#### Saved entries:
Segment Open
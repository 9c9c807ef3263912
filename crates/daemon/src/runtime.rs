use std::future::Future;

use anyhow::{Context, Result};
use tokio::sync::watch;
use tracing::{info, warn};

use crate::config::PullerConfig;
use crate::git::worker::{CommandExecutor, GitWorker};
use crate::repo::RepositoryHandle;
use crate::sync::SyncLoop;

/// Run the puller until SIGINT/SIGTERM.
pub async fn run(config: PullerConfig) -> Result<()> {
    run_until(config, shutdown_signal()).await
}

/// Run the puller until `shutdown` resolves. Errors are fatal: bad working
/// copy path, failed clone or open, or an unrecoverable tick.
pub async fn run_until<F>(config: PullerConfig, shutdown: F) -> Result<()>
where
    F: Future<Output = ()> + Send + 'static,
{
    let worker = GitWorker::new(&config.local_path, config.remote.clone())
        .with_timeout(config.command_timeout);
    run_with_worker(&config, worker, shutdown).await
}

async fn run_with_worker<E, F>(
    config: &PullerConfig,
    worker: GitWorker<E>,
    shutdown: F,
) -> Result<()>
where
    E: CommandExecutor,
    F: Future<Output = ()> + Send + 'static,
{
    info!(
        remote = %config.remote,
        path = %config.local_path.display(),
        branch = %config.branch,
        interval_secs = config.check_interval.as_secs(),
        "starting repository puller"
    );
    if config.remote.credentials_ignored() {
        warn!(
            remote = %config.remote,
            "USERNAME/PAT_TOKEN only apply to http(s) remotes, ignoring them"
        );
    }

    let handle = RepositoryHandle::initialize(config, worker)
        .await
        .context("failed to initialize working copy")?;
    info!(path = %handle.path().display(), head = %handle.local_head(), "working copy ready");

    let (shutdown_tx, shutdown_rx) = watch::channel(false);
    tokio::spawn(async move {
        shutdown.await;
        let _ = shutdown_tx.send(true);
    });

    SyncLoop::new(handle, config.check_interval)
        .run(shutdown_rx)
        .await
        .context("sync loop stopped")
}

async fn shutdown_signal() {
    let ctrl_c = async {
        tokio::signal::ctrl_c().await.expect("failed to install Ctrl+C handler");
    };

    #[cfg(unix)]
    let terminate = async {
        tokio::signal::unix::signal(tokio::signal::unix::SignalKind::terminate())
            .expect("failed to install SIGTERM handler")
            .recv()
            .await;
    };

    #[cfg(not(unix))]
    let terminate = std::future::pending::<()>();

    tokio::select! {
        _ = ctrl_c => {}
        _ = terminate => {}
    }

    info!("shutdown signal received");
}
Segment Closed
#### Problem details:
Output all lines from the beginning of the data up to the line holding "info!(path = %handle.path().display(), head", that line included, exactly as written.

#### Result for this exercise:
repository 9c9c807ef3263912
filename crates/daemon/src/runtime.rs
use std::future::Future;

use anyhow::{Context, Result};
use tokio::sync::watch;
use tracing::{info, warn};

use crate::config::PullerConfig;
use crate::git::worker::{CommandExecutor, GitWorker};
use crate::repo::RepositoryHandle;
use crate::sync::SyncLoop;

/// Run the puller until SIGINT/SIGTERM.
pub async fn run(config: PullerConfig) -> Result<()> {
    run_until(config, shutdown_signal()).await
}

/// Run the puller until `shutdown` resolves. Errors are fatal: bad working
/// copy path, failed clone or open, or an unrecoverable tick.
pub async fn run_until<F>(config: PullerConfig, shutdown: F) -> Result<()>
where
    F: Future<Output = ()> + Send + 'static,
{
    let worker = GitWorker::new(&config.local_path, config.remote.clone())
        .with_timeout(config.command_timeout);
    run_with_worker(&config, worker, shutdown).await
}

async fn run_with_worker<E, F>(
    config: &PullerConfig,
    worker: GitWorker<E>,
    shutdown: F,
) -> Result<()>
where
    E: CommandExecutor,
    F: Future<Output = ()> + Send + 'static,
{
    info!(
        remote = %config.remote,
        path = %config.local_path.display(),
        branch = %config.branch,
        interval_secs = config.check_interval.as_secs(),
        "starting repository puller"
    );
    if config.remote.credentials_ignored() {
        warn!(
            remote = %config.remote,
            "USERNAME/PAT_TOKEN only apply to http(s) remotes, ignoring them"
        );
    }

    let handle = RepositoryHandle::initialize(config, worker)
        .await
        .context("failed to initialize working copy")?;
    info!(path = %handle.path().display(), head = %handle.local_head(), "working copy ready");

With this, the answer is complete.